Bei der Auswahl der Betreuerin ist das Gericht dem bedenkenfreien Vorschlag der Betreuungsbehörde gefolgt. Der Widerrufende scheidet dafür nach vorstehenden Erwägungen wegen rechtlicher Verhinderung aus; für die Abkömmlinge gilt entsprechendes. Zwar ist streitig, ob § 1824 Abs. 1 Nr.1 BGB wegen der Beschränkung auf Rechtsgeschäfte auf die bloße Entgegennahme einer Willenserklärung anwendbar ist und dies zum Ausschluss von Abkömmlingen führt. In beiden Fällen ist der Interessenkonflikt bei typisierter Betrachtungsweise jedoch vergleichbar (vgl. Reymann a.a.O. Rn. 26). Eine Betreuerauswahl aus dem Kreis der Abkömmlinge der Testierenden gilt es daher jedenfalls im Ergebnis vor der Wertung der §§ 1824 Abs.1 Nr. 1, Abs. 2, 181, 1816 Abs. 3 a.E. BGB und aus Gründen der Rechtssicherheit zu vermeiden. Es war daher mangels weiterer geeigneter Personen aus dem sozialen Umfeld oder ehrenamtlich Tätigen für den punktuellen Aufgabenkreis eine berufliche Anwaltsbetreuerin zu bestellen. Diese ist im Betreuungs- und Erbrecht erfahren. Den Vorschlag aus dem Kreis der Familie nach einer bestimmten anwaltlichen Betreuerin wurde aus den nachvollziehbaren Überlegungen der Betreuungsbehörde nicht gefolgt. Innerhalb der Angehörigen gibt es sich misstrauende Lager, sodass schon der Anschein vermieden wurde, hier wäre auf die Betreuerauswahl Einfluss genommen worden.

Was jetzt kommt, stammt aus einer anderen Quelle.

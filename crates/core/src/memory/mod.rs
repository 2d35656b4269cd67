// MemSim - ARMv4 Instruction Set Simulator
// Copyright (C) 2026 Andrii Shylenko
//
// This software is released under the MIT License.
// See the LICENSE file in the project root for full license information.

use crate::{ConfigurationError, MemoryFault, SimResult};
use std::io::{self, Read};
use std::sync::atomic::{AtomicU32, AtomicUsize, Ordering};
use std::sync::Arc;

/// Smallest memory the simulator accepts, in bytes.
pub const MIN_SIZE: usize = 128;

const WORD_BYTES: usize = 4;

/// Inclusive `[low, high]` window of a [`Memory`] that accesses resolve into.
#[derive(Debug, Clone, Copy, PartialEq, Eq, serde::Serialize, serde::Deserialize)]
pub struct Bound {
    low: u32,
    high: u32,
}

impl Bound {
    /// `low` must be word-aligned so that word accesses never reach below it.
    pub fn new(low: u32, high: u32) -> Result<Self, ConfigurationError> {
        if low > high || low % WORD_BYTES as u32 != 0 {
            return Err(ConfigurationError::InvalidBound { low, high });
        }
        Ok(Self { low, high })
    }

    pub fn low(&self) -> u32 {
        self.low
    }

    pub fn high(&self) -> u32 {
        self.high
    }

    /// Number of addresses covered by the window.
    pub fn span(&self) -> u64 {
        (self.high - self.low) as u64 + 1
    }

    pub fn overlaps(&self, other: &Bound) -> bool {
        self.low <= other.high && other.low <= self.high
    }
}

/// How many bytes a bulk load should consume from its source.
#[derive(Debug, Clone, Copy, PartialEq, Eq)]
pub enum LoadLength {
    Entire,
    Bytes(usize),
}

#[derive(Debug, thiserror::Error)]
#[error("Image load failed after {loaded} bytes: {source}")]
pub struct LoadError {
    pub loaded: usize,
    #[source]
    pub source: io::Error,
}

/// Word-addressed byte store shared between cores.
///
/// Words are kept as atomics so that several cores can hold the same memory
/// through an `Arc` without locking. Cores only ever touch the disjoint
/// windows handed out by the processor, so relaxed ordering is enough.
/// Bytes are packed big-endian: byte 0 of a word is its most significant byte.
#[derive(Debug)]
pub struct Memory {
    words: Vec<AtomicU32>,
    size: AtomicUsize,
}

impl Memory {
    pub fn new(capacity: usize) -> Result<Self, ConfigurationError> {
        if capacity < MIN_SIZE || !capacity.is_power_of_two() {
            return Err(ConfigurationError::InvalidMemorySize(capacity));
        }

        Ok(Self {
            words: (0..capacity / WORD_BYTES).map(|_| AtomicU32::new(0)).collect(),
            size: AtomicUsize::new(capacity),
        })
    }

    /// Logical size in bytes: the capacity, or the byte count of the last load.
    pub fn size(&self) -> usize {
        self.size.load(Ordering::Relaxed)
    }

    pub fn capacity(&self) -> usize {
        self.words.len() * WORD_BYTES
    }

    fn word_slot(&self, addr: u32, aligned: u32, bound: &Bound) -> Result<&AtomicU32, MemoryFault> {
        let resolved = bound.low as u64 + aligned as u64;
        let out_of_bounds = MemoryFault::OutOfBounds {
            addr,
            resolved,
            high: bound.high,
        };

        if resolved > bound.high as u64 {
            return Err(out_of_bounds);
        }
        self.words
            .get((resolved / WORD_BYTES as u64) as usize)
            .ok_or(out_of_bounds)
    }

    pub fn read_word(&self, addr: u32, bound: &Bound) -> Result<u32, MemoryFault> {
        if addr % WORD_BYTES as u32 != 0 {
            return Err(MemoryFault::Misaligned { addr });
        }
        Ok(self.word_slot(addr, addr, bound)?.load(Ordering::Relaxed))
    }

    pub fn write_word(&self, addr: u32, data: u32, bound: &Bound) -> Result<(), MemoryFault> {
        if addr % WORD_BYTES as u32 != 0 {
            return Err(MemoryFault::Misaligned { addr });
        }
        self.word_slot(addr, addr, bound)?
            .store(data, Ordering::Relaxed);
        Ok(())
    }

    fn byte_slot(&self, addr: u32, bound: &Bound) -> Result<&AtomicU32, MemoryFault> {
        let resolved = bound.low as u64 + addr as u64;
        if resolved > bound.high as u64 {
            return Err(MemoryFault::OutOfBounds {
                addr,
                resolved,
                high: bound.high,
            });
        }
        self.word_slot(addr, addr & !3, bound)
    }

    pub fn read_byte(&self, addr: u32, bound: &Bound) -> Result<u8, MemoryFault> {
        let word = self.byte_slot(addr, bound)?.load(Ordering::Relaxed);
        Ok((word >> byte_shift(addr)) as u8)
    }

    pub fn write_byte(&self, addr: u32, data: u8, bound: &Bound) -> Result<(), MemoryFault> {
        let slot = self.byte_slot(addr, bound)?;
        let shift = byte_shift(addr);
        let mask = 0xFFu32 << shift;
        // The closure never returns None, so the update cannot fail.
        let _ = slot.fetch_update(Ordering::Relaxed, Ordering::Relaxed, |word| {
            Some((word & !mask) | ((data as u32) << shift))
        });
        Ok(())
    }

    /// Loads a big-endian word image into the window of `bound`, starting at
    /// its first word.
    ///
    /// A trailing group of one to three bytes still fills a word, with the
    /// missing low-order bytes left zero. Loading stops early when the source
    /// is exhausted or the window is full. The logical size becomes the number
    /// of bytes consumed, including when a read error aborts the load.
    pub fn load<R: Read>(
        &self,
        mut source: R,
        length: LoadLength,
        bound: &Bound,
    ) -> Result<usize, LoadError> {
        let window = bound.span().min(self.capacity() as u64) as usize;
        let limit = match length {
            LoadLength::Entire => window,
            LoadLength::Bytes(n) => n.min(window),
        };

        let mut loaded = 0usize;
        let mut result = Ok(());
        while loaded < limit {
            let want = WORD_BYTES.min(limit - loaded);
            let mut chunk = [0u8; WORD_BYTES];
            let got = match read_up_to(&mut source, &mut chunk[..want]) {
                Ok(n) => n,
                Err(source) => {
                    result = Err(source);
                    break;
                }
            };
            if got == 0 {
                break;
            }

            let addr = loaded as u32;
            if self
                .write_word(addr, u32::from_be_bytes(chunk), bound)
                .is_err()
            {
                break;
            }
            loaded += got;
            if got < want {
                break;
            }
        }

        if let LoadLength::Bytes(requested) = length {
            if loaded < requested {
                tracing::warn!(
                    "Image load stopped after {} of {} requested bytes",
                    loaded,
                    requested
                );
            }
        }

        self.size.store(loaded, Ordering::Relaxed);
        result.map(|_| loaded).map_err(|source| LoadError { loaded, source })
    }
}

/// A memory together with the window one core may address in it.
#[derive(Debug, Clone)]
pub struct Region {
    memory: Arc<Memory>,
    bound: Bound,
}

impl Region {
    pub fn new(memory: Arc<Memory>, bound: Bound) -> Self {
        Self { memory, bound }
    }

    pub fn memory(&self) -> &Arc<Memory> {
        &self.memory
    }

    pub fn bound(&self) -> Bound {
        self.bound
    }

    pub fn read_word(&self, addr: u32) -> SimResult<u32> {
        Ok(self.memory.read_word(addr, &self.bound)?)
    }

    pub fn write_word(&self, addr: u32, data: u32) -> SimResult<()> {
        Ok(self.memory.write_word(addr, data, &self.bound)?)
    }

    pub fn read_byte(&self, addr: u32) -> SimResult<u8> {
        Ok(self.memory.read_byte(addr, &self.bound)?)
    }

    pub fn write_byte(&self, addr: u32, data: u8) -> SimResult<()> {
        Ok(self.memory.write_byte(addr, data, &self.bound)?)
    }

    /// Halfwords are stored low byte first.
    pub fn read_halfword(&self, addr: u32) -> SimResult<u16> {
        let low = self.read_byte(addr)?;
        let high = self.read_byte(addr.wrapping_add(1))?;
        Ok(u16::from_le_bytes([low, high]))
    }

    pub fn write_halfword(&self, addr: u32, data: u16) -> SimResult<()> {
        let [low, high] = data.to_le_bytes();
        self.write_byte(addr, low)?;
        self.write_byte(addr.wrapping_add(1), high)
    }

    pub fn load<R: Read>(&self, source: R, length: LoadLength) -> Result<usize, LoadError> {
        self.memory.load(source, length, &self.bound)
    }
}

fn byte_shift(addr: u32) -> u32 {
    (3 - (addr & 3)) * 8
}

/// Reads until `buf` is full or the source reports end of input.
fn read_up_to<R: Read>(source: &mut R, buf: &mut [u8]) -> io::Result<usize> {
    let mut filled = 0;
    while filled < buf.len() {
        match source.read(&mut buf[filled..]) {
            Ok(0) => break,
            Ok(n) => filled += n,
            Err(e) if e.kind() == io::ErrorKind::Interrupted => {}
            Err(e) => return Err(e),
        }
    }
    Ok(filled)
}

Das Gericht hat einen Bericht der Betreuungsbehörde eingeholt.
Gemäß § 293 Abs. 3 FamFG n.F. wird von der Möglichkeit des Absehens von einem Gutachten oder ärztlichen Zeugnis Gebrauch gemacht, da die Erweiterung des Aufgabenkreises nicht auf einem veränderten medizinischen Befund beruht (vgl. Schneider, FamRZ 2022, 1, 5).
Der Betroffene wurde am 04.08.2023 in ihrer Einrichtung persönlich angehört und sich von ihr ein unmittelbarer Eindruck verschafft.
Die Verfahrenspflegerin hat sich ausführlich schriftsätzlich geäußert.